WHAT THE TASK ASKS:
Transcribe each record below character for character.

═════ SUPPLIED DATA ═════

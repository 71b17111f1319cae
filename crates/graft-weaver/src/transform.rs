//! Top-level transformation of one type

use crate::advice::{AdviceBinding, AdviceTypeVisitor};
use crate::chain::MixinTypeVisitor;
use crate::config::WeaveConfig;
use crate::error::WeaveError;
use crate::mixin::MixinDescription;
use crate::resolver::DonorResolver;
use crate::safety_net::SafetyNet;
use graft_bytecode::{
    verify_type, FieldInfo, MethodInfo, MethodVisitor, TypeHeader, TypeNode, TypeVisitor,
    TypeWriter,
};
use std::sync::Arc;
use tracing::{debug, warn};

/// Everything to apply to one target type
///
/// Plans come from whatever layer decides which types get which mixins and
/// advice; the transformer only executes them.
#[derive(Debug, Clone, Default, PartialEq, Eq)]
pub struct TransformPlan {
    /// Mixins, merged in this order
    pub mixins: Vec<MixinDescription>,
    /// Advice bindings
    pub advice: Vec<AdviceBinding>,
}

impl TransformPlan {
    /// Empty plan
    pub fn new() -> Self {
        Self::default()
    }

    /// Add a mixin
    pub fn mixin(mut self, description: MixinDescription) -> Self {
        self.mixins.push(description);
        self
    }

    /// Add an advice binding
    pub fn advice(mut self, binding: AdviceBinding) -> Self {
        self.advice.push(binding);
        self
    }

    /// Whether applying the plan would change nothing
    pub fn is_empty(&self) -> bool {
        self.mixins.is_empty() && self.advice.is_empty()
    }
}

/// Rewrites type images according to a [`TransformPlan`]
///
/// Holds no per-type state, so one transformer can serve every thread.
pub struct Transformer {
    resolver: Arc<dyn DonorResolver>,
    safety_net: SafetyNet,
    verify: bool,
}

impl Transformer {
    /// Transformer with default settings
    pub fn new(resolver: Arc<dyn DonorResolver>) -> Self {
        Self::with_config(resolver, &WeaveConfig::default())
    }

    /// Transformer with explicit settings
    pub fn with_config(resolver: Arc<dyn DonorResolver>, config: &WeaveConfig) -> Self {
        Self {
            resolver,
            safety_net: config.safety_net(),
            verify: config.verify_output,
        }
    }

    /// The safety net placed behind advice
    pub fn safety_net(&self) -> &SafetyNet {
        &self.safety_net
    }

    /// Apply `plan` to the type image `bytes` and return the new image
    pub fn transform(&self, bytes: &[u8], plan: &TransformPlan) -> Result<Vec<u8>, WeaveError> {
        let target = TypeNode::decode(bytes).map_err(WeaveError::MalformedTarget)?;
        let name = target.header.name.clone();
        debug!(
            target_type = %name,
            mixins = plan.mixins.len(),
            advice = plan.advice.len(),
            "transforming type"
        );

        if let Some(binding) = plan.advice.iter().find(|b| !b.is_valid()) {
            return Err(WeaveError::InvalidAdvice(binding.advice.to_string()));
        }

        let mut writer = TypeWriter::new();
        {
            let mut chain: Box<dyn TypeVisitor<Error = WeaveError> + '_> =
                Box::new(Terminal(&mut writer));
            // the outermost mixin composes first, so build from the last one in
            for mixin in plan.mixins.iter().rev() {
                chain = Box::new(MixinTypeVisitor::new(chain, mixin.clone(), &*self.resolver));
            }
            let mut head = AdviceTypeVisitor::new(chain, plan.advice.clone(), &self.safety_net);
            target.accept(&mut head)?;
        }
        let image = writer.into_image()?;

        if self.verify {
            let node = TypeNode::from_image(&image)?;
            verify_type(&node).map_err(|source| {
                warn!(target_type = %name, error = %source, "transformed type failed verification");
                WeaveError::Verify {
                    name: name.clone(),
                    source,
                }
            })?;
        }

        debug!(target_type = %name, "transformed type");
        Ok(image.encode())
    }
}

/// Last stage of the chain, feeding the writer
struct Terminal<'w>(&'w mut TypeWriter);

impl TypeVisitor for Terminal<'_> {
    type Error = WeaveError;

    fn visit_header(&mut self, header: &TypeHeader) {
        self.0.visit_header(header);
    }

    fn visit_field(&mut self, field: &FieldInfo) {
        self.0.visit_field(field);
    }

    fn visit_method<'a>(&'a mut self, method: &MethodInfo) -> Box<dyn MethodVisitor + 'a> {
        self.0.visit_method(method)
    }

    fn visit_end(&mut self) -> Result<(), WeaveError> {
        Ok(self.0.visit_end()?)
    }
}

═════

OUTPUT FOR THIS EXERCISE:
repository 71b17111f1319cae
filename crates/graft-weaver/src/transform.rs
//! Top-level transformation of one type

use crate::advice::{AdviceBinding, AdviceTypeVisitor};
use crate::chain::MixinTypeVisitor;
use crate::config::WeaveConfig;
use crate::error::WeaveError;
use crate::mixin::MixinDescription;
use crate::resolver::DonorResolver;
use crate::safety_net::SafetyNet;
use graft_bytecode::{
    verify_type, FieldInfo, MethodInfo, MethodVisitor, TypeHeader, TypeNode, TypeVisitor,
    TypeWriter,
};
use std::sync::Arc;
use tracing::{debug, warn};

/// Everything to apply to one target type
///
/// Plans come from whatever layer decides which types get which mixins and
/// advice; the transformer only executes them.
#[derive(Debug, Clone, Default, PartialEq, Eq)]
pub struct TransformPlan {
    /// Mixins, merged in this order
    pub mixins: Vec<MixinDescription>,
    /// Advice bindings
    pub advice: Vec<AdviceBinding>,
}

impl TransformPlan {
    /// Empty plan
    pub fn new() -> Self {
        Self::default()
    }

    /// Add a mixin
    pub fn mixin(mut self, description: MixinDescription) -> Self {
        self.mixins.push(description);
        self
    }

    /// Add an advice binding
    pub fn advice(mut self, binding: AdviceBinding) -> Self {
        self.advice.push(binding);
        self
    }

    /// Whether applying the plan would change nothing
    pub fn is_empty(&self) -> bool {
        self.mixins.is_empty() && self.advice.is_empty()
    }
}

/// Rewrites type images according to a [`TransformPlan`]
///
/// Holds no per-type state, so one transformer can serve every thread.
pub struct Transformer {
    resolver: Arc<dyn DonorResolver>,
    safety_net: SafetyNet,
    verify: bool,
}

impl Transformer {
    /// Transformer with default settings
    pub fn new(resolver: Arc<dyn DonorResolver>) -> Self {
        Self::with_config(resolver, &WeaveConfig::default())
    }

    /// Transformer with explicit settings
    pub fn with_config(resolver: Arc<dyn DonorResolver>, config: &WeaveConfig) -> Self {
        Self {
            resolver,
            safety_net: config.safety_net(),
            verify: config.verify_output,
        }
    }

    /// The safety net placed behind advice
    pub fn safety_net(&self) -> &SafetyNet {
        &self.safety_net
    }

    /// Apply `plan` to the type image `bytes` and return the new image
    pub fn transform(&self, bytes: &[u8], plan: &TransformPlan) -> Result<Vec<u8>, WeaveError> {
        let target = TypeNode::decode(bytes).map_err(WeaveError::MalformedTarget)?;
        let name = target.header.name.clone();
        debug!(
            target_type = %name,
            mixins = plan.mixins.len(),
            advice = plan.advice.len(),
            "transforming type"
        );

        if let Some(binding) = plan.advice.iter().find(|b| !b.is_valid()) {
            return Err(WeaveError::InvalidAdvice(binding.advice.to_string()));
        }

        let mut writer = TypeWriter::new();
        {
            let mut chain: Box<dyn TypeVisitor<Error = WeaveError> + '_> =
                Box::new(Terminal(&mut writer));
            // the outermost mixin composes first, so build from the last one in
            for mixin in plan.mixins.iter().rev() {
                chain = Box::new(MixinTypeVisitor::new(chain, mixin.clone(), &*self.resolver));
            }
            let mut head = AdviceTypeVisitor::new(chain, plan.advice.clone(), &self.safety_net);
            target.accept(&mut head)?;
        }
        let image = writer.into_image()?;

        if self.verify {
            let node = TypeNode::from_image(&image)?;
            verify_type(&node).map_err(|source| {
                warn!(target_type = %name, error = %source, "transformed type failed verification");
                WeaveError::Verify {
                    name: name.clone(),
                    source,
                }
            })?;
        }

        debug!(target_type = %name, "transformed type");
        Ok(image.encode())
    }
}

/// Last stage of the chain, feeding the writer
struct Terminal<'w>(&'w mut TypeWriter);

impl TypeVisitor for Terminal<'_> {
    type Error = WeaveError;

    fn visit_header(&mut self, header: &TypeHeader) {
        self.0.visit_header(header);
    }

    fn visit_field(&mut self, field: &FieldInfo) {
        self.0.visit_field(field);
    }

    fn visit_method<'a>(&'a mut self, method: &MethodInfo) -> Box<dyn MethodVisitor + 'a> {
        self.0.visit_method(method)
    }

    fn visit_end(&mut self) -> Result<(), WeaveError> {
        Ok(self.0.visit_end()?)
    }
}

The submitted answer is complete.